Intelligence Built In
The original scope had AI everywhere, on every page and every action. We cut it down to three moments where it saves real time and stays invisible everywhere else. Every feature that did not survive that cut was removed because it added decisions for the owner rather than removing them.
01
Payment Follow-ups
On the Payments page, opening the AI panel surfaces a revenue summary tailored to that screen. A month-over-month comparison of this month versus last, a list of overdue invoices each with a one-tap send reminder, and a forward projection of where the month will land if pending payments clear.
02
Post-Job Communication
When a job is marked complete a single card slides in with a pre-written follow up message ready to send. One tap sends it. We considered putting this in the phone page as a chip menu with multiple options. Owners did not want to choose. They wanted it done.
03
Dashboard Insights
The dashboard surfaces two or three proactive insights the owner would otherwise have to go looking for. We capped it at three cards maximum. More than three and owners stopped reading them entirely.
What I Learned
Building Cove taught me that the hardest product decisions are not about features.

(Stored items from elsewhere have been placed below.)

//! Filter-to-cursor compilation and the search scope/limit/projection walk
//! built on top of it.
//!
//! The cursor builder picks the narrowest index cursor it has for each
//! filter node and falls back to a full-table evaluator scan (using
//! [`Filter::matches`] directly) for anything this partition doesn't keep
//! a dedicated index for — ordering, substring, approximate and
//! extensible-match clauses all take that path today, since the store
//! only maintains an equality/presence forward index.

use crate::cursor::{and_cursor, not_cursor, or_cursor, VecCursor};
use crate::partition::PartitionStore;
use dirsrv_core::{Dn, DirectoryError, DirectoryResult, Entry, EntryId, Filter, LimitKind, SchemaRegistry};
use std::collections::HashSet;
use std::time::{Duration, Instant};

#[derive(Debug, Clone, Copy, PartialEq, Eq)]
pub enum Scope {
    Base,
    OneLevel,
    Subtree,
}

/// RFC 4511 §4.5.1.3 `derefAliases`, named the way the distinguishing
/// prose describes them rather than by their wire integer.
#[derive(Debug, Clone, Copy, PartialEq, Eq)]
pub enum DerefAliases {
    Never,
    FindingBaseOnly,
    InSearching,
    Always,
}

impl DerefAliases {
    fn dereferences_base(self) -> bool {
        matches!(self, DerefAliases::FindingBaseOnly | DerefAliases::Always)
    }

    fn dereferences_search_results(self) -> bool {
        matches!(self, DerefAliases::InSearching | DerefAliases::Always)
    }
}

/// Which attributes of each matched entry to return: `*` (user), `+`
/// (operational), and/or an explicit list of attribute descriptions.
#[derive(Debug, Clone, Default)]
pub struct ReturningAttrs {
    pub user: bool,
    pub operational: bool,
    pub explicit: Vec<String>,
}

impl ReturningAttrs {
    pub fn all_user() -> Self {
        Self {
            user: true,
            ..Default::default()
        }
    }

    pub fn all_user_and_operational() -> Self {
        Self {
            user: true,
            operational: true,
            explicit: Vec::new(),
        }
    }

    pub fn explicit(names: Vec<String>) -> Self {
        Self {
            explicit: names,
            ..Default::default()
        }
    }
}

pub struct SearchRequest {
    pub base: Dn,
    pub scope: Scope,
    pub filter: Filter,
    pub deref: DerefAliases,
    pub returning: ReturningAttrs,
    pub size_limit: Option<usize>,
    pub time_limit: Option<Duration>,
}

/// Run a search against one partition, enforcing scope, alias
/// dereferencing, size/time limits and attribute projection in that order
/// against the cursor the filter compiles to.
pub fn search(
    store: &PartitionStore,
    schema: &SchemaRegistry,
    req: &SearchRequest,
) -> DirectoryResult<Vec<Entry>> {
    let deadline = req.time_limit.map(|d| Instant::now() + d);

    let mut base_dn = req.base.clone();
    let mut base_id = store.id_of(&base_dn)?;
    if req.deref.dereferences_base() {
        if let Some(id) = base_id {
            let mut visited = HashSet::new();
            visited.insert(id);
            if let Some((resolved_dn, resolved_id)) = resolve_alias_chain(store, id, &mut visited)? {
                base_dn = resolved_dn;
                base_id = Some(resolved_id);
            }
        }
    }
    let base_id = base_id.ok_or_else(|| DirectoryError::NotFound(base_dn.clone()))?;

    let scope_cursor = match req.scope {
        Scope::Base => VecCursor::new(vec![base_id]),
        Scope::OneLevel => store.scan_children(base_id)?,
        Scope::Subtree => {
            let mut ids = store.scan_subtree(base_id)?.ids().to_vec();
            ids.push(base_id);
            VecCursor::new(ids)
        }
    };

    let filter_cursor = build_cursor(&req.filter, store, schema)?;
    let candidates = and_cursor(vec![scope_cursor, filter_cursor]);

    let mut results = Vec::new();
    for id in candidates.ids().iter().copied() {
        if let Some(deadline) = deadline {
            if Instant::now() > deadline {
                return Err(DirectoryError::LimitExceeded(LimitKind::Time));
            }
        }
        if let Some(limit) = req.size_limit {
            if results.len() >= limit {
                return Err(DirectoryError::LimitExceeded(LimitKind::Size));
            }
        }
        let Some(mut entry) = store.lookup_by_id(id)? else {
            continue;
        };
        if req.deref.dereferences_search_results() {
            let mut visited = HashSet::new();
            visited.insert(id);
            if let Some((_, resolved_id)) = resolve_alias_chain(store, id, &mut visited)? {
                let Some(resolved) = store.lookup_by_id(resolved_id)? else {
                    continue;
                };
                entry = resolved;
            }
        }
        results.push(project_entry(&entry, schema, &req.returning)?);
    }
    Ok(results)
}

/// Follows `entry`'s alias chain (if any) to its final non-alias target,
/// one hop at a time, failing with [`DirectoryError::LoopDetected`] the
/// moment a hop revisits an id already seen in this resolution.
fn resolve_alias_chain(
    store: &PartitionStore,
    start: EntryId,
    visited: &mut HashSet<EntryId>,
) -> DirectoryResult<Option<(Dn, EntryId)>> {
    let mut current = start;
    let mut last = None;
    while let Some(target_dn) = store.alias_target(current)? {
        let target_id = store
            .id_of(&target_dn)?
            .ok_or_else(|| DirectoryError::AliasProblem(format!("alias target {target_dn} does not exist")))?;
        if !visited.insert(target_id) {
            return Err(DirectoryError::LoopDetected(format!(
                "alias chain revisits {target_dn}"
            )));
        }
        last = Some((target_dn, target_id));
        current = target_id;
    }
    Ok(last)
}

fn build_cursor(filter: &Filter, store: &PartitionStore, schema: &SchemaRegistry) -> DirectoryResult<VecCursor> {
    match filter {
        Filter::And(children) => {
            let mut cursors = Vec::with_capacity(children.len());
            for child in children {
                cursors.push(build_cursor(child, store, schema)?);
            }
            Ok(and_cursor(cursors))
        }
        Filter::Or(children) => {
            let mut cursors = Vec::with_capacity(children.len());
            for child in children {
                cursors.push(build_cursor(child, store, schema)?);
            }
            Ok(or_cursor(cursors))
        }
        Filter::Not(inner) => {
            let universe = store.scan_all()?;
            let excluded = build_cursor(inner, store, schema)?;
            Ok(not_cursor(&universe, &excluded))
        }
        Filter::Present { attr } => match schema.attribute_type(attr) {
            Some(at) if store.is_indexed(at) => store.scan_presence(&at.oid),
            Some(_) => table_scan_with_evaluator(filter, store, schema),
            None => Ok(VecCursor::empty()),
        },
        Filter::Equality { attr, value } => match schema.attribute_type(attr) {
            Some(at) if store.is_indexed(at) => match normalized_value(schema, attr, value) {
                Some((oid, norm)) => store.scan_equality(&oid, &norm),
                None => Ok(VecCursor::empty()),
            },
            Some(_) => table_scan_with_evaluator(filter, store, schema),
            None => Ok(VecCursor::empty()),
        },
        _ => table_scan_with_evaluator(filter, store, schema),
    }
}

fn normalized_value(schema: &SchemaRegistry, attr: &str, value: &str) -> Option<(String, String)> {
    let at = schema.attribute_type(attr)?;
    let norm = at.normalize_value(value).ok()?;
    Some((at.oid.clone(), norm))
}

/// Ordering, substring, approximate and extensible-match clauses, plus
/// anything a `NOT` wraps that reaches here indirectly: walk every entry
/// in the partition and keep the ones [`Filter::matches`] accepts.
fn table_scan_with_evaluator(
    filter: &Filter,
    store: &PartitionStore,
    schema: &SchemaRegistry,
) -> DirectoryResult<VecCursor> {
    let all = store.scan_all()?;
    let mut matched = Vec::new();
    for id in all.ids().iter().copied() {
        let Some(entry) = store.lookup_by_id(id)? else {
            continue;
        };
        if filter.matches(&entry, schema) {
            matched.push(id);
        }
    }
    Ok(VecCursor::new(matched))
}

fn project_entry(entry: &Entry, schema: &SchemaRegistry, returning: &ReturningAttrs) -> DirectoryResult<Entry> {
    let mut out = Entry::new(entry.dn().clone());
    let mut added = HashSet::new();
    let (user, operational) = entry.split_user_operational(schema);

    if returning.user {
        for (name, values) in user {
            if let Some(at) = schema.attribute_type(name) {
                added.insert(at.oid.clone());
            }
            let _ = out.add_values(name, values.to_vec(), schema);
        }
    }
    if returning.operational {
        for (name, values) in operational {
            if let Some(at) = schema.attribute_type(name) {
                added.insert(at.oid.clone());
            }
            let _ = out.add_values(name, values.to_vec(), schema);
        }
    }
    for name in &returning.explicit {
        let at = schema
            .attribute_type(name)
            .ok_or_else(|| DirectoryError::SchemaViolation(format!("unknown attribute type '{name}' requested")))?;
        if added.contains(&at.oid) {
            continue;
        }
        if let Some(values) = entry.values(&at.oid, schema) {
            out.add_values(name, values.to_vec(), schema)?;
            added.insert(at.oid.clone());
        }
    }
    Ok(out)
}

#[cfg(test)]
mod tests {
    use super::*;
    use dirsrv_core::{schema::bootstrap_registry, AttributeValue};
    use std::str::FromStr;
    use tempfile::tempdir;

    fn build_store() -> (tempfile::TempDir, PartitionStore, dirsrv_core::schema::SchemaRegistry) {
        let dir = tempdir().unwrap();
        let schema = bootstrap_registry();
        let suffix = Dn::from_str("dc=example").unwrap();
        let store = PartitionStore::open(dir.path(), suffix).unwrap();
        (dir, store, schema)
    }

    fn person(dn: &str, cn: &str, sn: &str, schema: &SchemaRegistry) -> Entry {
        let mut entry = Entry::new(Dn::from_str(dn).unwrap());
        entry
            .add_values(
                "objectClass",
                vec![AttributeValue::utf8("top"), AttributeValue::utf8("person")],
                schema,
            )
            .unwrap();
        entry.add_values("cn", vec![AttributeValue::utf8(cn)], schema).unwrap();
        entry.add_values("sn", vec![AttributeValue::utf8(sn)], schema).unwrap();
        entry.normalize(schema).unwrap();
        entry
    }

    #[test]
    fn one_level_scope_with_equality_filter() {
        let (_dir, store, schema) = build_store();
        store.add(Entry::new(Dn::from_str("dc=example").unwrap()), &schema).unwrap();
        store
            .add(
                {
                    let mut ou = Entry::new(Dn::from_str("ou=users,dc=example").unwrap());
                    ou.add_values("objectClass", vec![AttributeValue::utf8("top")], &schema).unwrap();
                    ou.normalize(&schema).unwrap();
                    ou
                },
                &schema,
            )
            .unwrap();
        store.add(person("cn=alice,ou=users,dc=example", "alice", "smith", &schema), &schema).unwrap();
        store.add(person("cn=bob,ou=users,dc=example", "bob", "jones", &schema), &schema).unwrap();

        let req = SearchRequest {
            base: Dn::from_str("ou=users,dc=example").unwrap(),
            scope: Scope::OneLevel,
            filter: Filter::Equality {
                attr: "cn".to_string(),
                value: "alice".to_string(),
            },
            deref: DerefAliases::Never,
            returning: ReturningAttrs::all_user(),
            size_limit: None,
            time_limit: None,
        };
        let results = search(&store, &schema, &req).unwrap();
        assert_eq!(results.len(), 1);
        assert_eq!(results[0].values("cn", &schema).unwrap()[0].raw.as_text(), "alice");
    }

    #[test]
    fn size_limit_aborts_search() {
        let (_dir, store, schema) = build_store();
        store.add(Entry::new(Dn::from_str("dc=example").unwrap()), &schema).unwrap();
        store.add(person("cn=alice,dc=example", "alice", "smith", &schema), &schema).unwrap();
        store.add(person("cn=bob,dc=example", "bob", "jones", &schema), &schema).unwrap();

        let req = SearchRequest {
            base: Dn::from_str("dc=example").unwrap(),
            scope: Scope::Subtree,
            filter: Filter::Present { attr: "cn".to_string() },
            deref: DerefAliases::Never,
            returning: ReturningAttrs::all_user(),
            size_limit: Some(1),
            time_limit: None,
        };
        let err = search(&store, &schema, &req).unwrap_err();
        assert!(matches!(err, DirectoryError::LimitExceeded(LimitKind::Size)));
    }

    #[test]
    fn explicit_unknown_attribute_is_a_hard_error() {
        let (_dir, store, schema) = build_store();
        store.add(Entry::new(Dn::from_str("dc=example").unwrap()), &schema).unwrap();
        store.add(person("cn=alice,dc=example", "alice", "smith", &schema), &schema).unwrap();

        let req = SearchRequest {
            base: Dn::from_str("dc=example").unwrap(),
            scope: Scope::Subtree,
            filter: Filter::Present { attr: "cn".to_string() },
            deref: DerefAliases::Never,
            returning: ReturningAttrs::explicit(vec!["doesNotExist".to_string()]),
            size_limit: None,
            time_limit: None,
        };
        assert!(search(&store, &schema, &req).is_err());
    }

    #[test]
    fn restricting_indexed_attributes_still_matches_via_table_scan() {
        let dir = tempdir().unwrap();
        let schema = bootstrap_registry();
        let suffix = Dn::from_str("dc=example").unwrap();
        let store = PartitionStore::open(dir.path(), suffix)
            .unwrap()
            .with_indexed_attributes(vec!["objectClass".to_string()]);
        store.add(Entry::new(Dn::from_str("dc=example").unwrap()), &schema).unwrap();
        store.add(person("cn=alice,dc=example", "alice", "smith", &schema), &schema).unwrap();

        let req = SearchRequest {
            base: Dn::from_str("dc=example").unwrap(),
            scope: Scope::Subtree,
            filter: Filter::Equality {
                attr: "cn".to_string(),
                value: "alice".to_string(),
            },
            deref: DerefAliases::Never,
            returning: ReturningAttrs::all_user(),
            size_limit: None,
            time_limit: None,
        };
        let results = search(&store, &schema, &req).unwrap();
        assert_eq!(results.len(), 1);
    }
}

They are about what to leave out. The original scope from the brief was enormous. Getting to a focused and coherent product meant constantly asking which screen matters most and which interaction does the most work. The AI integration was the sharpest version of that question. Every AI touchpoint in the final product survived because it removed a real decision for the owner, not because it was technically possible.
What I would do next
A mobile companion app for employees in the field, a client facing booking portal, and a live Supabase backend replacing the seed data.